La sobre exigencia laboral tiene consecuencias que son violentas en el cuerpo, sí. Y en el peor de los casos, se pagan con la vida. Las mujeres que murieron en esa fábrica incendiada hace más de 100 años. Las trabajadoras que murieron en el incendio del taller clandestino de la calle Luis Viale, las miles que hacen trabajos no pagos, mal remunerados, menospreciados. Quienes no lo pagan con la vida, quizas lo pagan con la violencia de la desposesión, del hambre. Las compañeras travas que reclaman cupo laboral para salir de la calle y la precariedad. Si no tenemos tiempo para parar y pensar todo esto, ¿qué estamos militando?
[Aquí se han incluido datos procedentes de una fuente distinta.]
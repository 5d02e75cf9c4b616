//! Learned personal profile consumed (never mutated) by the engine.

use std::collections::BTreeMap;
use std::fmt;

use floq_core::types::Vibe;
use serde::{Deserialize, Serialize};

/// Circadian preference learned from a user's history.
#[derive(Debug, Clone, Copy, PartialEq, Eq, Hash, Default, Serialize, Deserialize)]
#[serde(rename_all = "lowercase")]
pub enum Chronotype {
    Lark,
    Owl,
    #[default]
    Balanced,
}

impl Chronotype {
    pub fn name(&self) -> &'static str {
        match self {
            Self::Lark => "lark",
            Self::Owl => "owl",
            Self::Balanced => "balanced",
        }
    }
}

impl fmt::Display for Chronotype {
    fn fmt(&self, f: &mut fmt::Formatter<'_>) -> fmt::Result {
        f.write_str(self.name())
    }
}

#[derive(Debug, Clone, Copy, PartialEq, Eq, Hash, Default, Serialize, Deserialize)]
#[serde(rename_all = "lowercase")]
pub enum EnergyType {
    High,
    Low,
    #[default]
    Adaptive,
}

#[derive(Debug, Clone, Copy, PartialEq, Eq, Hash, Default, Serialize, Deserialize)]
#[serde(rename_all = "lowercase")]
pub enum SocialType {
    Social,
    Solo,
    #[default]
    Selective,
}

/// How predictable the user's vibes are; scales every pattern effect.
#[derive(Debug, Clone, Copy, PartialEq, Eq, Hash, Default, Serialize, Deserialize)]
#[serde(rename_all = "snake_case")]
pub enum Consistency {
    VeryConsistent,
    Consistent,
    #[default]
    Variable,
    Chaotic,
}

impl Consistency {
    /// Multiplier applied to pattern-derived boosts and nudges.
    pub fn weight(&self) -> f64 {
        match self {
            Self::VeryConsistent => 1.0,
            Self::Consistent => 0.8,
            Self::Variable => 0.6,
            Self::Chaotic => 0.4,
        }
    }
}

/// Per-hour vibe preference weights, keyed by hour of day.
pub type TemporalPreferences = BTreeMap<u8, BTreeMap<Vibe, f64>>;

/// Snapshot of a user's learned patterns.
///
/// Produced asynchronously by an external learning store. The engine only
/// reads it, and only when the pattern flag is on and `has_enough_data` is set.
#[derive(Debug, Clone, PartialEq, Default, Serialize, Deserialize)]
#[serde(rename_all = "camelCase", default)]
pub struct PersonalPatterns {
    pub chronotype: Chronotype,
    pub energy_type: EnergyType,
    pub social_type: SocialType,
    pub consistency: Consistency,
    pub temporal_preferences: Option<TemporalPreferences>,
    pub has_enough_data: bool,
}

impl PersonalPatterns {
    /// Preferences recorded for `hour`, if any.
    pub fn preferences_at(&self, hour: u8) -> Option<&BTreeMap<Vibe, f64>> {
        self.temporal_preferences
            .as_ref()
            .and_then(|prefs| prefs.get(&hour))
    }
}
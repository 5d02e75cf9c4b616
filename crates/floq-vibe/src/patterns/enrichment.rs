//! Personal pattern enrichment: how a learned profile biases scorers.
//!
//! Everything here is gated by [`active_patterns`]. With the flag off, or
//! without enough data, no function in this module is reachable from the
//! engine and its output matches the no-patterns path exactly.

use floq_core::config::EngineConfig;
use floq_core::types::Vibe;

use crate::inputs::EngineInputs;
use crate::scorers::{Nudge, Nudges};

use super::types::{Chronotype, EnergyType, PersonalPatterns, SocialType};

/// Strength of the energy/social type nudges before consistency weighting.
const TYPE_NUDGE_WEIGHT: f64 = 0.3;

/// Patterns the engine may use for this evaluation, if any.
pub fn active_patterns(inputs: &EngineInputs) -> Option<&PersonalPatterns> {
    if !inputs.patterns_enabled {
        return None;
    }
    inputs.patterns.as_ref().filter(|p| p.has_enough_data)
}

/// Extra circadian score when the chronotype matches the current hour.
///
/// Capped at `1 - baseline` so the combined score never exceeds 1.
pub fn chronotype_boost(
    patterns: &PersonalPatterns,
    hour: u8,
    baseline: f64,
    config: &EngineConfig,
) -> f64 {
    let circadian = &config.circadian;
    let matches = match patterns.chronotype {
        Chronotype::Lark => circadian.morning_window.contains(hour),
        Chronotype::Owl => circadian.evening_window.contains(hour),
        Chronotype::Balanced => false,
    };
    if !matches {
        return 0.0;
    }
    let boost = circadian.chronotype_boost * patterns.consistency.weight();
    boost.min((1.0 - baseline).max(0.0))
}

/// Vector nudges from temporal preferences and energy/social types.
///
/// Weights are already scaled by consistency; the engine applies them
/// through `adjust_vector` with its nudge gain.
pub fn pattern_nudges(patterns: &PersonalPatterns, hour: u8) -> Nudges {
    let consistency = patterns.consistency.weight();
    let mut nudges = Nudges::new();

    if let Some(prefs) = patterns.preferences_at(hour) {
        for (vibe, weight) in prefs {
            if weight.is_finite() && *weight > 0.0 {
                nudges.push(Nudge::new(*vibe, weight.min(1.0) * consistency));
            }
        }
    }

    match patterns.energy_type {
        EnergyType::High => nudges.push(Nudge::new(Vibe::Hype, TYPE_NUDGE_WEIGHT * consistency)),
        EnergyType::Low => nudges.push(Nudge::new(Vibe::Chill, TYPE_NUDGE_WEIGHT * consistency)),
        EnergyType::Adaptive => {}
    }

    match patterns.social_type {
        SocialType::Social => {
            nudges.push(Nudge::new(Vibe::Social, TYPE_NUDGE_WEIGHT * consistency))
        }
        SocialType::Solo => nudges.push(Nudge::new(Vibe::Solo, TYPE_NUDGE_WEIGHT * consistency)),
        SocialType::Selective => {}
    }

    nudges
}

/// Confidence contributed by an active profile.
pub fn pattern_confidence_boost(patterns: &PersonalPatterns, config: &EngineConfig) -> f64 {
    config.pattern_confidence_boost * patterns.consistency.weight()
}

#[cfg(test)]
mod tests {
    use std::collections::BTreeMap;

    use super::*;
    use crate::patterns::types::Consistency;

    fn lark() -> PersonalPatterns {
        PersonalPatterns {
            chronotype: Chronotype::Lark,
            consistency: Consistency::VeryConsistent,
            has_enough_data: true,
            ..Default::default()
        }
    }

    #[test]
    fn test_inactive_when_flag_off() {
        let inputs = EngineInputs {
            patterns: Some(lark()),
            patterns_enabled: false,
            ..Default::default()
        };
        assert!(active_patterns(&inputs).is_none());
    }

    #[test]
    fn test_inactive_without_enough_data() {
        let mut patterns = lark();
        patterns.has_enough_data = false;
        let inputs = EngineInputs {
            patterns: Some(patterns),
            patterns_enabled: true,
            ..Default::default()
        };
        assert!(active_patterns(&inputs).is_none());
    }

    #[test]
    fn test_lark_boost_only_in_morning() {
        let config = EngineConfig::default();
        assert!(chronotype_boost(&lark(), 8, 0.55, &config) > 0.0);
        assert_eq!(chronotype_boost(&lark(), 20, 0.82, &config), 0.0);
    }

    #[test]
    fn test_boost_capped_at_headroom() {
        let config = EngineConfig::default();
        let boost = chronotype_boost(&lark(), 8, 0.95, &config);
        assert!((boost - 0.05).abs() < 1e-12);
    }

    #[test]
    fn test_balanced_never_boosts() {
        let config = EngineConfig::default();
        let balanced = PersonalPatterns {
            has_enough_data: true,
            ..Default::default()
        };
        for hour in 0..24 {
            assert_eq!(chronotype_boost(&balanced, hour, 0.5, &config), 0.0);
        }
    }

    #[test]
    fn test_pattern_nudges_include_temporal_and_types() {
        let mut prefs = BTreeMap::new();
        prefs.insert(Vibe::Curious, 0.8);
        prefs.insert(Vibe::Down, 0.0);
        let mut temporal = BTreeMap::new();
        temporal.insert(9u8, prefs);

        let patterns = PersonalPatterns {
            energy_type: EnergyType::Low,
            social_type: SocialType::Solo,
            temporal_preferences: Some(temporal),
            ..lark()
        };
        let nudges = pattern_nudges(&patterns, 9);
        let vibes: Vec<Vibe> = nudges.iter().map(|n| n.vibe).collect();
        assert_eq!(vibes, vec![Vibe::Curious, Vibe::Chill, Vibe::Solo]);

        let off_hour = pattern_nudges(&patterns, 15);
        assert_eq!(off_hour.len(), 2);
    }
}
Exponer la vulnerabilidad es hacer de ello un acto mismo de resistencia. Quizás las marchas con menos asistentes por el contexto epidemiológico, sirvan igual como recordatorio de que estas cosas siguen pasando, y seguimos furioses, reclamando. No desde la victimización, sino poniendo en escena nuestros encuentros y modos de vida como una forma política. En contraste, algunos problemas suenan insignificantes ante tanta injusticia patriarcal, problemas que son casi detalles ante quienes realmente sufren la violencia física en el cuerpo y denuncian, y les silencian; sabemos que muches ya no están. 55 femicidios en lo que va del año; 10 transfemicidios; ¿Cuantos años más vamos a seguir contando, duelando? ¿Y cuánto más se va a seguir condenando a compañeres a existir en modos de vida insostenibles en un presente que no les termina de incluir?